И, сказав это, незнакомец отвернулся и пошел прочь.
Матвей Шин направился к баракам.
Там сказали ему, что Василиса и Пя Гир проживают здесь, но ушли на работу — строить какой-то народный завод. Вечером будут. Лесоруб ушел за бараки и сел там под дерево на траву. После бессонной ночи его сморило. Голова то и дело сама никла к коленям. Наконец не выдержал, лег на бок, прикрыл глаза рукою и забылся тяжелым сном.
Проснулся вечером, в синей мгле, вскочил и пошел. В большой комнате, где было еще две семьи, Василиса и Бык сидели в углу за отдельным столиком и уплетали рисовую кашу. Увидев Шина, оба перестали жевать.
— Как ты узнал и зачем явился сюда? — промолвила наконец женщина.
— Где ребенок? — спросил лесоруб.
— Вот он, где же еще, — ответила Василиса и показала — за ее спиною у стены спала на одеяле дочь.

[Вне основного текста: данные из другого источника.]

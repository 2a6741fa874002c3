//! Unit-sphere parameterization used by the globe view.
//!
//! Axes: +Y through the north pole, +Z through (0°, 0°), +X through (90°E, 0°).
//! Texture UVs follow the equirectangular surface texture: u grows eastward
//! from the antimeridian, v grows southward from the north pole.

use glam::{Vec2, Vec3};

use crate::core::types::GeoCoord;

pub fn geo_to_unit(coord: GeoCoord) -> Vec3 {
    let lon = coord.lon.to_radians();
    let lat = coord.lat.to_radians();
    Vec3::new(
        (lat.cos() * lon.sin()) as f32,
        lat.sin() as f32,
        (lat.cos() * lon.cos()) as f32,
    )
}

/// Inverse of [`geo_to_unit`]; the input need not be normalized.
pub fn unit_to_geo(p: Vec3) -> GeoCoord {
    let p = p.normalize_or_zero();
    let lat = (p.y as f64).clamp(-1.0, 1.0).asin().to_degrees();
    let lon = (p.x as f64).atan2(p.z as f64).to_degrees();
    GeoCoord::new(lon, lat)
}

pub fn geo_to_uv(coord: GeoCoord) -> Vec2 {
    let c = coord.normalized();
    Vec2::new(((c.lon + 180.0) / 360.0) as f32, ((90.0 - c.lat) / 180.0) as f32)
}

pub fn uv_to_geo(uv: Vec2) -> GeoCoord {
    GeoCoord::new(uv.x as f64 * 360.0 - 180.0, 90.0 - uv.y as f64 * 180.0)
}

/// Nearest intersection of a ray with the unit sphere at the origin.
///
/// `None` when the ray misses (pointer beyond the limb) or the sphere is
/// entirely behind the origin.
pub fn ray_sphere(origin: Vec3, dir: Vec3) -> Option<Vec3> {
    let dir = dir.try_normalize()?;
    let b = origin.dot(dir);
    let c = origin.length_squared() - 1.0;
    let disc = b * b - c;
    if disc < 0.0 {
        return None;
    }
    let sqrt = disc.sqrt();
    let t_near = -b - sqrt;
    let t = if t_near >= 0.0 { t_near } else { -b + sqrt };
    if t < 0.0 {
        return None;
    }
    Some(origin + dir * t)
}
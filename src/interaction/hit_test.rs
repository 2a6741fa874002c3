//! Resolve pointer positions to entities.
//!
//! Screen → world (camera inverse) → geographic (projection inverse, or a
//! ray cast against the unit sphere) → point-in-polygon against the entity
//! tier. Any failed inversion means "no entity".

use glam::Vec2;

use crate::camera::{FlatCamera, OrbitCamera};
use crate::core::types::{EntityId, GeoCoord};
use crate::projection::globe::{ray_sphere, unit_to_geo};
use crate::projection::{FlatProjection, Projection};
use crate::world::geometry::GeometryStore;

/// First entity whose geometry contains `coord`.
pub fn hit_test_geo(store: &GeometryStore, coord: GeoCoord) -> Option<EntityId> {
    if !coord.is_valid() {
        return None;
    }
    store
        .iter()
        .find(|g| g.contains(coord))
        .map(|g| g.id.clone())
}

pub fn screen_to_geo_flat(camera: &FlatCamera, projection: &FlatProjection, screen: Vec2) -> Option<GeoCoord> {
    projection.invert(camera.screen_to_world(screen))
}

/// `None` past the globe's limb.
pub fn screen_to_geo_globe(camera: &OrbitCamera, screen: Vec2) -> Option<GeoCoord> {
    let (origin, dir) = camera.ray(screen)?;
    ray_sphere(origin, dir).map(unit_to_geo)
}

pub fn hit_test_flat(
    camera: &FlatCamera,
    projection: &FlatProjection,
    store: &GeometryStore,
    screen: Vec2,
) -> Option<EntityId> {
    hit_test_geo(store, screen_to_geo_flat(camera, projection, screen)?)
}

pub fn hit_test_globe(camera: &OrbitCamera, store: &GeometryStore, screen: Vec2) -> Option<EntityId> {
    hit_test_geo(store, screen_to_geo_globe(camera, screen)?)
}

#[cfg(test)]
mod tests {
    use super::*;
    use crate::core::config::{CameraConfig, GlobeConfig};
    use crate::core::types::Viewport;
    use crate::projection::globe::geo_to_unit;
    use crate::projection::FlatProjectionKind;
    use crate::world::geometry::GeometryFeature;
    use geo_types::{polygon, MultiPolygon};

    fn store() -> GeometryStore {
        let a = MultiPolygon::new(vec![polygon![
            (x: 0.0, y: 0.0), (x: 20.0, y: 0.0), (x: 20.0, y: 20.0), (x: 0.0, y: 20.0),
        ]]);
        let b = MultiPolygon::new(vec![polygon![
            (x: 20.0, y: 0.0), (x: 40.0, y: 0.0), (x: 40.0, y: 20.0), (x: 20.0, y: 20.0),
        ]]);
        GeometryStore::from_features(vec![
            GeometryFeature::new(EntityId::from("a"), Some(a)),
            GeometryFeature::new(EntityId::from("b"), Some(b)),
        ])
    }

    #[test]
    fn test_geo_hit() {
        let s = store();
        assert_eq!(hit_test_geo(&s, GeoCoord::new(30.0, 10.0)), Some(EntityId::from("b")));
        assert_eq!(hit_test_geo(&s, GeoCoord::new(-30.0, 10.0)), None);
        assert_eq!(hit_test_geo(&s, GeoCoord::new(f64::NAN, 10.0)), None);
    }

    #[test]
    fn test_flat_pipeline() {
        let viewport = Viewport::new(1000.0, 600.0);
        let projection = FlatProjection::fit(FlatProjectionKind::Equirectangular, viewport);
        let mut camera = FlatCamera::new(viewport, projection.map_size(), &CameraConfig::default());
        camera.zoom_at(Vec2::new(700.0, 250.0), 3.0);
        camera.settle();
        let world = projection.project(GeoCoord::new(10.0, 10.0)).unwrap();
        let screen = camera.world_to_screen(world);
        assert_eq!(hit_test_flat(&camera, &projection, &store(), screen), Some(EntityId::from("a")));
    }

    #[test]
    fn test_globe_pipeline() {
        let mut camera = OrbitCamera::new(Viewport::new(800.0, 800.0), &CameraConfig::default(), &GlobeConfig::default());
        camera.fly_to(GeoCoord::new(20.0, 10.0), 1.0);
        camera.settle();
        let screen = camera.project_to_screen(geo_to_unit(GeoCoord::new(30.0, 10.0))).unwrap();
        assert_eq!(hit_test_globe(&camera, &store(), screen), Some(EntityId::from("b")));
        assert_eq!(hit_test_globe(&camera, &store(), Vec2::new(1.0, 1.0)), None);
    }
}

Матвей Шин долго смотрел на девочку, потом отвернулся. Слезы побежали из глаз, он нагнулся и вытер подолом рубахи лицо. От теплого риса шел вкусный пар. «А я уже два дня не ел, словно бездомная собака», — подумал лесоруб. И от обиды он снова чуть не заплакал. Но откашлялся, справился с собою и сказал:
— Там еще двое ждут, Василиса. Вернись домой.
— Когда ты сдохнешь, тогда только и вернусь, наверное, — с яростью ответила жена.
— Хорошо, я повешусь в лесу, — согласился Шин. — Без матери им все равно хуже, чем без отца. Идем.
— А без этого человека мне нет жизни, Матвей, — сказала Василиса, показывая палочкою для еды на Быка Пя.
Тот сидел, уставясь в стол, нахмурившись, и тяжко сопел. На лбу, под волосами, и на широком носу его выступил крупный пот. Матвей Шин покосился на него. Постоял в молчании — и вдруг повалился на колени и поклонился ему.
— Человек, я тебя не обижал, — сказал лесоруб, упираясь ладонями в пол. — Я не хочу тебе мстить. Но ты сам подумай о детях, у которых ты отнял мать. Ты найдешь себе еще много женщин, а эту отпусти.
— Нет! — закричала Василиса, как загнанная волчица оглядываясь на соседей по комнате. Те примолкли и слушали. — Не вернусь! Я уже прилипла к нему, и меня не отлепить никак! Ничего не поделаешь тут, Матвей. Уходи отсюда!